- _Task requirements_: Which of the lines below holds the string "bool"? Copy every line that does.

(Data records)
--- START ---

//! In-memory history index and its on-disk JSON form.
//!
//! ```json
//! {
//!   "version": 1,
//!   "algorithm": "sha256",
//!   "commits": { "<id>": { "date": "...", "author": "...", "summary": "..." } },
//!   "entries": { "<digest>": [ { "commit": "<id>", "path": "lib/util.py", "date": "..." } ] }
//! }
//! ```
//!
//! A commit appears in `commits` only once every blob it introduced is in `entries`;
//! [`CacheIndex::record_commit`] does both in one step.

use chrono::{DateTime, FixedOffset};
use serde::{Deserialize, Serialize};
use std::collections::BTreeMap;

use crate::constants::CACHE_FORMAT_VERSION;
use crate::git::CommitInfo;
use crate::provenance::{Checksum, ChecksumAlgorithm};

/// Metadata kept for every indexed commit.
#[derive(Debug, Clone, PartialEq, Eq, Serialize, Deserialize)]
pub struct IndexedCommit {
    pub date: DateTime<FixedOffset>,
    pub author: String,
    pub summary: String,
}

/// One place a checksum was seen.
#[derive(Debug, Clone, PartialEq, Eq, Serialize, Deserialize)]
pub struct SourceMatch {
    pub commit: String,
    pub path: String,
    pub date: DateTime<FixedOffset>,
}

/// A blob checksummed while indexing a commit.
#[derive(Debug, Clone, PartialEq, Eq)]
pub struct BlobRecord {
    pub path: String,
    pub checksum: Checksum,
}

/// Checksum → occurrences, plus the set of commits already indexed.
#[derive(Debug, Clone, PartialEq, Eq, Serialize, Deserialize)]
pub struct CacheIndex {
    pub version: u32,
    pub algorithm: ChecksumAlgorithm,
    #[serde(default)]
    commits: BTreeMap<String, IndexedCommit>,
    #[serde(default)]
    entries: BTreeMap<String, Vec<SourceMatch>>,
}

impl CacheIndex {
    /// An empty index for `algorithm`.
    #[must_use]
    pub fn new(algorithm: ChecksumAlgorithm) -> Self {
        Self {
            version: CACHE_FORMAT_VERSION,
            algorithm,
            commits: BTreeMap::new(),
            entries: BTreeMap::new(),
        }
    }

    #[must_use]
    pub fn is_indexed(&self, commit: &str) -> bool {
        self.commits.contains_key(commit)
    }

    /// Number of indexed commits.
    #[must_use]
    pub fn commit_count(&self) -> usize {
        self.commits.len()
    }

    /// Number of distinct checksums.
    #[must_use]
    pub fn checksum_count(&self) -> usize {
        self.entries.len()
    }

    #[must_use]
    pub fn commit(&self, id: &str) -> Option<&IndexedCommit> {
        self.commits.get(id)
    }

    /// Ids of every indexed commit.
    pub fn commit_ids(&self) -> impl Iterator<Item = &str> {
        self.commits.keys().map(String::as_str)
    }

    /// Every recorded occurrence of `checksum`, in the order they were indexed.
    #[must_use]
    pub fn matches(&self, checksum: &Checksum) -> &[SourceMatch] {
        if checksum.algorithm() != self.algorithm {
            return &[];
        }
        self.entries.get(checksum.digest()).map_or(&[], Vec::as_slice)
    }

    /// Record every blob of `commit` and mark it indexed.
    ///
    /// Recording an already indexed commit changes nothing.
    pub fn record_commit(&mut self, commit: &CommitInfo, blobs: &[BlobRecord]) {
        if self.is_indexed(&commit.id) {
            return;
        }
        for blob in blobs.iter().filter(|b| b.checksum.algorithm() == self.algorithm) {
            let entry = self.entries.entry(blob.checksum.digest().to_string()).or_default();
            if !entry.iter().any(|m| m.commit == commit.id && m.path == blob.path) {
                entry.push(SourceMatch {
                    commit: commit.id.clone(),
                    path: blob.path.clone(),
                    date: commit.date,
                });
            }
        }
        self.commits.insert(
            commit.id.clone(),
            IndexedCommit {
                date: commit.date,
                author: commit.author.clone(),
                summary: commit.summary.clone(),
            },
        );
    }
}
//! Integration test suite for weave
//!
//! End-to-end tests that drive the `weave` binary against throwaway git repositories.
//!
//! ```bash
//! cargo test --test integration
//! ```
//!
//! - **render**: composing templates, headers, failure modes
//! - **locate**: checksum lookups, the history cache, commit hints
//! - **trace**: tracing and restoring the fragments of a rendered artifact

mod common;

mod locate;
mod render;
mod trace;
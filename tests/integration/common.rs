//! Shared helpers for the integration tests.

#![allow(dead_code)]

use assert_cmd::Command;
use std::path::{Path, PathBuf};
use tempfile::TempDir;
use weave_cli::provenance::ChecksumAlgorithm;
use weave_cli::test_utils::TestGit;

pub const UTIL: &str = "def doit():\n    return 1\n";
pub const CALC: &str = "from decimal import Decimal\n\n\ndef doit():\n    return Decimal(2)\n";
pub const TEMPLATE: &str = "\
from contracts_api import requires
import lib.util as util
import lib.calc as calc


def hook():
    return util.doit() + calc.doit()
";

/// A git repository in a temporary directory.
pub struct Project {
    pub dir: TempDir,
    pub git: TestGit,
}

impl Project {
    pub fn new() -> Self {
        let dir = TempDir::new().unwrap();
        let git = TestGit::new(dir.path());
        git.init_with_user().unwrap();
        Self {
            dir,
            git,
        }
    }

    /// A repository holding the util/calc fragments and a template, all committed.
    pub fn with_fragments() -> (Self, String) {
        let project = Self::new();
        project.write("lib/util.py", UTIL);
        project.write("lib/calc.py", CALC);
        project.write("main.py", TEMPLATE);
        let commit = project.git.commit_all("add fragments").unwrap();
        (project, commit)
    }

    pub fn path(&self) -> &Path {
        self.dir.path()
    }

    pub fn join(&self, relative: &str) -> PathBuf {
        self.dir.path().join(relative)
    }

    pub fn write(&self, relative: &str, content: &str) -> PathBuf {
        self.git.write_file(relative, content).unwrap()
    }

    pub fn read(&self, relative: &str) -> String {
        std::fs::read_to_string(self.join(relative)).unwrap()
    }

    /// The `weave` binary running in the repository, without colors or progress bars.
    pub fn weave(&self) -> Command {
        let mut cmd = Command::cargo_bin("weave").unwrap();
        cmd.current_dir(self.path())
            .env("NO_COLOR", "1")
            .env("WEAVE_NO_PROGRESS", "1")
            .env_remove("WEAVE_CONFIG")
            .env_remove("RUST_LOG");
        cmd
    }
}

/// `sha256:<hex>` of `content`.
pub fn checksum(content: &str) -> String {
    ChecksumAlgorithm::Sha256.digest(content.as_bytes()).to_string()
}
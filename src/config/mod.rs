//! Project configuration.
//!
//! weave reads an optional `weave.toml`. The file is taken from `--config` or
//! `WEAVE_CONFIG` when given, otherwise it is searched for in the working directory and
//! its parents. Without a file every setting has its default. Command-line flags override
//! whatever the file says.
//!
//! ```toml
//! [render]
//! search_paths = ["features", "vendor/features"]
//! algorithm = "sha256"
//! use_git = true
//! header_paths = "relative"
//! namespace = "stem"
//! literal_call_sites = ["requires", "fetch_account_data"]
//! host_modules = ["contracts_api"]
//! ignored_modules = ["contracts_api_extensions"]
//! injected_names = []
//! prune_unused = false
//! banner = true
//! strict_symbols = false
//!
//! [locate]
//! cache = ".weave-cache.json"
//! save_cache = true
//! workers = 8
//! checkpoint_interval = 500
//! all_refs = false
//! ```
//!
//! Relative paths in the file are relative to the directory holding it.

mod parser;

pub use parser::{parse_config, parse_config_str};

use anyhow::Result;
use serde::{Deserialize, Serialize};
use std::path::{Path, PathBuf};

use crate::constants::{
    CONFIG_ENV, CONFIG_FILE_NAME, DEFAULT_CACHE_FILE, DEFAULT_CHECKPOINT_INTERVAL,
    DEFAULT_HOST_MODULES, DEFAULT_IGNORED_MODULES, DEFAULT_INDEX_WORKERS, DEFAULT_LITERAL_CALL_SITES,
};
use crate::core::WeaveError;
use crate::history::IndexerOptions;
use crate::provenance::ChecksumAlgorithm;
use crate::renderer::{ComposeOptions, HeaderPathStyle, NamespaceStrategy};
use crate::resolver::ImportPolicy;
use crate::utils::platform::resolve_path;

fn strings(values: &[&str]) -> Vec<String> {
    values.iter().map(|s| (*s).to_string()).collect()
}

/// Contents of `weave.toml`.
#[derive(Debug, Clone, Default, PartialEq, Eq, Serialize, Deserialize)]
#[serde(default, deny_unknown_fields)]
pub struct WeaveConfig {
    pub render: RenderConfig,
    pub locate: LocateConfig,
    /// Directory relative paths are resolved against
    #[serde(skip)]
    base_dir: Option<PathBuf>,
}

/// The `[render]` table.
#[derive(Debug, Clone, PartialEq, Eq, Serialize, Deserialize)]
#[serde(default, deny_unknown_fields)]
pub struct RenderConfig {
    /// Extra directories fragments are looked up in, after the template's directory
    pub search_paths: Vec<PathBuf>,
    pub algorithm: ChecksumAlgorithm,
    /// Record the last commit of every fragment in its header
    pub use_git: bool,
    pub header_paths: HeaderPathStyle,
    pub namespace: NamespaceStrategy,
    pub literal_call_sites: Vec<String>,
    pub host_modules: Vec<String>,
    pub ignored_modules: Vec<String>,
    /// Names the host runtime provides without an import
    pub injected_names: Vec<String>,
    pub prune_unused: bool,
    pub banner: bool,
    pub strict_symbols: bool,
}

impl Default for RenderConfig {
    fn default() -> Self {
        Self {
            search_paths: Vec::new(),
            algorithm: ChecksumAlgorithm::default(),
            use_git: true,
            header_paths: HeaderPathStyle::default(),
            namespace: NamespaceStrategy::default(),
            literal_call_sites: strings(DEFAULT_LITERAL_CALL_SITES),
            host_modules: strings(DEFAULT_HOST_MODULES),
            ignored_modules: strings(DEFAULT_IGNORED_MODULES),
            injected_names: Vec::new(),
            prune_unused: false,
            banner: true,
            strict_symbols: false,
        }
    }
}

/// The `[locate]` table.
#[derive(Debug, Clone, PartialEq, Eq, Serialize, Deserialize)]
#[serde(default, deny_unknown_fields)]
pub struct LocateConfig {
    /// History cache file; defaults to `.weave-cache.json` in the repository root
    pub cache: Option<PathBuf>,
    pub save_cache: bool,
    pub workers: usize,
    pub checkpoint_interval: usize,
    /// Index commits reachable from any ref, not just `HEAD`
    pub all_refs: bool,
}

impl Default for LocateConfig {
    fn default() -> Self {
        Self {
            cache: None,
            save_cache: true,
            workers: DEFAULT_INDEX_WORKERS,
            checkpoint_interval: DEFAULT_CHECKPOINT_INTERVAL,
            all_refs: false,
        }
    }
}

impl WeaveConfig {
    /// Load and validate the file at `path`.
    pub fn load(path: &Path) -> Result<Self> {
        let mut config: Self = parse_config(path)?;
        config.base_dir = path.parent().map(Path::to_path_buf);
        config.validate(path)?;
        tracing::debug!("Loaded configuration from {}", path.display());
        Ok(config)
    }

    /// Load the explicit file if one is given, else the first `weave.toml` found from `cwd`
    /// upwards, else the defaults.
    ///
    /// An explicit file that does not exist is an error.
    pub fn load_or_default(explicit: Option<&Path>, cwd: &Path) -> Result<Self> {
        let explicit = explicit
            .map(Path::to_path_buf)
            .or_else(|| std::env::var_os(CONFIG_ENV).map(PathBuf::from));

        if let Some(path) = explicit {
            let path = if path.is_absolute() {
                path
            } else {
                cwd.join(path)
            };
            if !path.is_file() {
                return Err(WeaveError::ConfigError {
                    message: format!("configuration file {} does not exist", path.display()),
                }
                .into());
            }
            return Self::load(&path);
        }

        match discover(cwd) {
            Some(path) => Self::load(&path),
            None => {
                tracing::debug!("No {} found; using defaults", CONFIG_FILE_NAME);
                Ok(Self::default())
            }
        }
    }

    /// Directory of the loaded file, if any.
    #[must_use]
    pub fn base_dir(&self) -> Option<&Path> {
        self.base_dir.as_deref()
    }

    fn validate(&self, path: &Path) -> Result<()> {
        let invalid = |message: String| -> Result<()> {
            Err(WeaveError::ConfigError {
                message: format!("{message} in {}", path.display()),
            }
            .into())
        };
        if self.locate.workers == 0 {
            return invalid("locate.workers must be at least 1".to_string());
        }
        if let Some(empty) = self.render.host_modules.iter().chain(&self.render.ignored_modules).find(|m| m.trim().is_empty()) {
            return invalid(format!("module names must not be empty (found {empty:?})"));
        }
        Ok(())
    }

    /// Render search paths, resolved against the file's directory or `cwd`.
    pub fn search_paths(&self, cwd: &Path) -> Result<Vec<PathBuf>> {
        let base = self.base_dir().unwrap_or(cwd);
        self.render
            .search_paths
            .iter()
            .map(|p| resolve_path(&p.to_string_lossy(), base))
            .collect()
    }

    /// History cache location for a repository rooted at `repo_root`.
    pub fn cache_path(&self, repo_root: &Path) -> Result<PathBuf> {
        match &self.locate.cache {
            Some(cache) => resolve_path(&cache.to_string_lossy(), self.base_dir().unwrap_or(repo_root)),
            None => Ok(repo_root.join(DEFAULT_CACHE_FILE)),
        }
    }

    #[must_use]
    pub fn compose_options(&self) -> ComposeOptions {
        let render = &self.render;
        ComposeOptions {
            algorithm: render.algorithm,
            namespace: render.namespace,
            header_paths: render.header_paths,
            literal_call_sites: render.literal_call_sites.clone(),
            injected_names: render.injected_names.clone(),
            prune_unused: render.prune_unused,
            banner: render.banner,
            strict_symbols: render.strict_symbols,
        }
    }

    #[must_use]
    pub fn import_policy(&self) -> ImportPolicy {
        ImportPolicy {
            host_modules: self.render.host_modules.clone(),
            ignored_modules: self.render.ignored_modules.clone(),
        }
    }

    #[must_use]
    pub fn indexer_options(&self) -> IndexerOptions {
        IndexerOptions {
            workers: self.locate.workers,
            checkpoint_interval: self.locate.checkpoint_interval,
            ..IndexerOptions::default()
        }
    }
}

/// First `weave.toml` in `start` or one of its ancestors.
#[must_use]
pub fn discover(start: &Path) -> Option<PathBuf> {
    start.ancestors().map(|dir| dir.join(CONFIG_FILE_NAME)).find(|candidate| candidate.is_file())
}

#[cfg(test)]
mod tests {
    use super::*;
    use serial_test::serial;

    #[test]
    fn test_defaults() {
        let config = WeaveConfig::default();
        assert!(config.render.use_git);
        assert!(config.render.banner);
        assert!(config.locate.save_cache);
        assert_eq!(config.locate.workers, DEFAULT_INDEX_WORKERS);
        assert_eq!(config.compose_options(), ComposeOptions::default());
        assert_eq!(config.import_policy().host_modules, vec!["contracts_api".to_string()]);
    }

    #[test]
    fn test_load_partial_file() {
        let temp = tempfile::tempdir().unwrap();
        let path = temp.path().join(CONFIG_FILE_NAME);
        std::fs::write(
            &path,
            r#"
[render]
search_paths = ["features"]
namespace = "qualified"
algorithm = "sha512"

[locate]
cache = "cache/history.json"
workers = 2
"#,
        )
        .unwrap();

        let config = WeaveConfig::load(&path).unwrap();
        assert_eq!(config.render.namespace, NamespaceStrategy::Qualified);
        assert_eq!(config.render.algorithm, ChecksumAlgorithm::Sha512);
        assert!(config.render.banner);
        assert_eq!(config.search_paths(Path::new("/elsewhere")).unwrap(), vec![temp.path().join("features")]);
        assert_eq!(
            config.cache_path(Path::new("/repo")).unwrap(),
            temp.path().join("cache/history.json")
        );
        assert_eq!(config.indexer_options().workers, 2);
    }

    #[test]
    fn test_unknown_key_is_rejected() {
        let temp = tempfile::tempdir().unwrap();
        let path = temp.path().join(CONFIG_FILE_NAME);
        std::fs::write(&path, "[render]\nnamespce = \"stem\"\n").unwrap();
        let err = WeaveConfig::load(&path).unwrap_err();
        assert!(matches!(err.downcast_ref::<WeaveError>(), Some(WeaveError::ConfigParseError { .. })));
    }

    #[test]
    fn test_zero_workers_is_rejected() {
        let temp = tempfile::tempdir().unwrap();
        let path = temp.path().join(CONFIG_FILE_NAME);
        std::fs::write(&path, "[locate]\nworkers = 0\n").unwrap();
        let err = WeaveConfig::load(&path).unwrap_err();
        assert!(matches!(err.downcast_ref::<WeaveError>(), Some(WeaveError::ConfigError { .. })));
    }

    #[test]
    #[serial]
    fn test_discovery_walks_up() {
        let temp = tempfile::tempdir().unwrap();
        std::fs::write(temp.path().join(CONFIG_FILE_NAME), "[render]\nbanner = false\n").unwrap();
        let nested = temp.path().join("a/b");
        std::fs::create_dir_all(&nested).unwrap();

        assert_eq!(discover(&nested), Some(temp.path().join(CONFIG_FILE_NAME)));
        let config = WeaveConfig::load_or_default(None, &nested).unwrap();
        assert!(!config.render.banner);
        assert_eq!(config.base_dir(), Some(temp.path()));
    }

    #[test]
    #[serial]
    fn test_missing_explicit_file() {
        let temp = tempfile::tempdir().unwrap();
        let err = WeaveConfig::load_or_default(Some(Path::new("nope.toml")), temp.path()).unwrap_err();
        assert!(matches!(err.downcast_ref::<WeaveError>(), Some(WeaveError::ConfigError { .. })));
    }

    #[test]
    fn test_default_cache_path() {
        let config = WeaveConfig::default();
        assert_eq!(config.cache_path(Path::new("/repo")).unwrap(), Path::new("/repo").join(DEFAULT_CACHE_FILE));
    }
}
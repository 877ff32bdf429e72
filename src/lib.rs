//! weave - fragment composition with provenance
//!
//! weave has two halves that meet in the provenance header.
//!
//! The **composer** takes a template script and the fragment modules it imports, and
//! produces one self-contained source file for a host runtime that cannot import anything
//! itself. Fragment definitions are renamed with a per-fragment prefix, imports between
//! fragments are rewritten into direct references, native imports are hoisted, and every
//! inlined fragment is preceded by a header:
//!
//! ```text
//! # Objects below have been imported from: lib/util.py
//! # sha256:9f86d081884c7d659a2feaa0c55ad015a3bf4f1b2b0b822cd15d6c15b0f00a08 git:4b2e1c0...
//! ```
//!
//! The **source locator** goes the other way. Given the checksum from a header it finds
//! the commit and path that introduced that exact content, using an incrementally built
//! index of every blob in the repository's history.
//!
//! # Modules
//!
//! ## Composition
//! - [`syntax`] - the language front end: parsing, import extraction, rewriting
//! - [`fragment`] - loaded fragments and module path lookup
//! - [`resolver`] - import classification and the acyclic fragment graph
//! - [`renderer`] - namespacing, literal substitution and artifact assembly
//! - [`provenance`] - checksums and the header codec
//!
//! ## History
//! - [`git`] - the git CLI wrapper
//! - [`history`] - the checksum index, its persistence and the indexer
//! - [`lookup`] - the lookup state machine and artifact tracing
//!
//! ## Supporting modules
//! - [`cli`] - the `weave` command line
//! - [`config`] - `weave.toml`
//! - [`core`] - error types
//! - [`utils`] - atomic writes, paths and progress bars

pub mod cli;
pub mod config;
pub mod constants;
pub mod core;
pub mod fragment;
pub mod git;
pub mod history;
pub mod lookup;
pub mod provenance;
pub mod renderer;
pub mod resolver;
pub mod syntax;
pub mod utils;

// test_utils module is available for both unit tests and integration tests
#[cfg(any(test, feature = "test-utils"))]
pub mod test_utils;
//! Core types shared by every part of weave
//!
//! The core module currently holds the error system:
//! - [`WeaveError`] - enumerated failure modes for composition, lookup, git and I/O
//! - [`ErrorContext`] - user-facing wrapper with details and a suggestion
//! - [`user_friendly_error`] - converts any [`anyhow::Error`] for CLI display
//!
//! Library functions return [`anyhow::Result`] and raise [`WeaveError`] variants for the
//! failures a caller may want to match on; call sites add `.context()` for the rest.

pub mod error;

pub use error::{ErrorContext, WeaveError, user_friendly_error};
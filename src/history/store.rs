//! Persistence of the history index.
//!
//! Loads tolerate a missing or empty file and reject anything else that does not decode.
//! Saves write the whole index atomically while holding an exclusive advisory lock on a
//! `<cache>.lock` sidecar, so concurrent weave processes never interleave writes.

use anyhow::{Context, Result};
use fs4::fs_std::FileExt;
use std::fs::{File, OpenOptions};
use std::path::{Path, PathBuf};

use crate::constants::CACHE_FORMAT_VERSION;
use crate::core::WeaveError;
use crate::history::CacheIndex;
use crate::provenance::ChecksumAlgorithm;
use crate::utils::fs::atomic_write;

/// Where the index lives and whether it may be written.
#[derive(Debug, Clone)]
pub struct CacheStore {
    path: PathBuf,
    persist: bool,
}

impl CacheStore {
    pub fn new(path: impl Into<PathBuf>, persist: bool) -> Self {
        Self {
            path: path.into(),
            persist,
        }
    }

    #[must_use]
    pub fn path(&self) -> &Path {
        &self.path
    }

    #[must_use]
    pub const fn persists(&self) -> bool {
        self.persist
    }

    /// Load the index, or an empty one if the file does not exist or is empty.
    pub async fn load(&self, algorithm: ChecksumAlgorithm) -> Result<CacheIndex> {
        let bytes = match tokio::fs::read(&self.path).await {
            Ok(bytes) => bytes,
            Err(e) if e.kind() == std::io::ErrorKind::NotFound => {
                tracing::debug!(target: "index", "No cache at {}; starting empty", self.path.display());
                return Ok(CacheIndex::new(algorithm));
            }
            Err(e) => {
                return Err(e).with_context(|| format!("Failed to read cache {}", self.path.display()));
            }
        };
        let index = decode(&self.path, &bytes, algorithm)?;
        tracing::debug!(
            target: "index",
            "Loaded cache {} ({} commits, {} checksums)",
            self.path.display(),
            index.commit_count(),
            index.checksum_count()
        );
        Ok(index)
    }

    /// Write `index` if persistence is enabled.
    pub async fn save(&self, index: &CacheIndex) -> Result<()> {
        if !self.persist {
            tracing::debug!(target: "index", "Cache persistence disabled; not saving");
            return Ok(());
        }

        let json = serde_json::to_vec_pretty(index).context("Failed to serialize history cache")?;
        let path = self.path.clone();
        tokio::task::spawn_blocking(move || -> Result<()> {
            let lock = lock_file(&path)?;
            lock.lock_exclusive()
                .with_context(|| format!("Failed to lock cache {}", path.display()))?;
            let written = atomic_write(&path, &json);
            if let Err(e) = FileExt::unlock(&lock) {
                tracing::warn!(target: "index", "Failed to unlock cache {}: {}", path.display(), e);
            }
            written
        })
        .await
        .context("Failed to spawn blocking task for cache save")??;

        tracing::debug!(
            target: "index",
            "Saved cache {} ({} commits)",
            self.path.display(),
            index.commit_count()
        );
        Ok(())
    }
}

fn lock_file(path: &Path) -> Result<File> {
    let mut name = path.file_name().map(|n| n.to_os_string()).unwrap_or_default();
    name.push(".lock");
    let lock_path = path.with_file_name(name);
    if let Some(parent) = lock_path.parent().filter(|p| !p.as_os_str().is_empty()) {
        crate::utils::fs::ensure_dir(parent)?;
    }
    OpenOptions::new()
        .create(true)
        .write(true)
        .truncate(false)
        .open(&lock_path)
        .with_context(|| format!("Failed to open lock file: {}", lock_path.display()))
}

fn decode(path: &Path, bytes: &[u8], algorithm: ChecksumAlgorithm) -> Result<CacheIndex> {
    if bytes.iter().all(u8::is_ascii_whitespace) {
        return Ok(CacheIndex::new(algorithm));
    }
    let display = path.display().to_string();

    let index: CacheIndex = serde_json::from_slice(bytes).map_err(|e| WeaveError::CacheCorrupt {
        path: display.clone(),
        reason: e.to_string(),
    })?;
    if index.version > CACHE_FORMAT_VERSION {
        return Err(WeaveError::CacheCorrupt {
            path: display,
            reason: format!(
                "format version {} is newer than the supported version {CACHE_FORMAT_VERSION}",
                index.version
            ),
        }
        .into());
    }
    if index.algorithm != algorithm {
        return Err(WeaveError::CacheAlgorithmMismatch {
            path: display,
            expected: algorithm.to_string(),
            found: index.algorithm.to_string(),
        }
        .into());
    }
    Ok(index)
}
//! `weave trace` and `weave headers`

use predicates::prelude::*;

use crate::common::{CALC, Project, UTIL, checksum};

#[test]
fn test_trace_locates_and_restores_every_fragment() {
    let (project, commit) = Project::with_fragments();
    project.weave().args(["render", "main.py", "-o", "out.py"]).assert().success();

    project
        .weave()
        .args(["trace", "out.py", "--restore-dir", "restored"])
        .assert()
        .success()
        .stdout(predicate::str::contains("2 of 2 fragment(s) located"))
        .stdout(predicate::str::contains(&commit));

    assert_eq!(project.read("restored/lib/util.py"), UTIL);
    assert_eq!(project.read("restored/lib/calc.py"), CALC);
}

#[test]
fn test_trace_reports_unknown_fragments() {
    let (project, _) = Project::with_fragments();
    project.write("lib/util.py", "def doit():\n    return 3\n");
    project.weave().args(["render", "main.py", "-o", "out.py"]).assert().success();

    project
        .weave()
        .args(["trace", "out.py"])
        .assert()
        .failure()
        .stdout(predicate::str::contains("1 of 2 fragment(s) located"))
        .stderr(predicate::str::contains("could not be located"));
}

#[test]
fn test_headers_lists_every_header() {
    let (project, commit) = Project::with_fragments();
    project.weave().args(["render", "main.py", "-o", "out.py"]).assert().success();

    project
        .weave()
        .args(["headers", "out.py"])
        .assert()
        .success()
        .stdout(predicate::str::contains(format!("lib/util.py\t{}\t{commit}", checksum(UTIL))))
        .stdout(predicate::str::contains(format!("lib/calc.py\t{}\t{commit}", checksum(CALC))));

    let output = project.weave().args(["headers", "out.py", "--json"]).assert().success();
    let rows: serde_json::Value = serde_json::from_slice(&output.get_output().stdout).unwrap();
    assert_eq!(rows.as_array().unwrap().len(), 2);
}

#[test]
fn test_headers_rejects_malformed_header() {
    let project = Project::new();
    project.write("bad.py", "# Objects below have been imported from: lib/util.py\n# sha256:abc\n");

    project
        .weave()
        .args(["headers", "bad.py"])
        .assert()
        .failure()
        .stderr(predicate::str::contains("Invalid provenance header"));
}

--- END ---

- _Answer to the problem_:
    pub fn is_indexed(&self, commit: &str) -> bool {
    pub use_git: bool,
    pub prune_unused: bool,
    pub banner: bool,
    pub strict_symbols: bool,
    pub save_cache: bool,
    pub all_refs: bool,
    persist: bool,
    pub fn new(path: impl Into<PathBuf>, persist: bool) -> Self {
    pub const fn persists(&self) -> bool {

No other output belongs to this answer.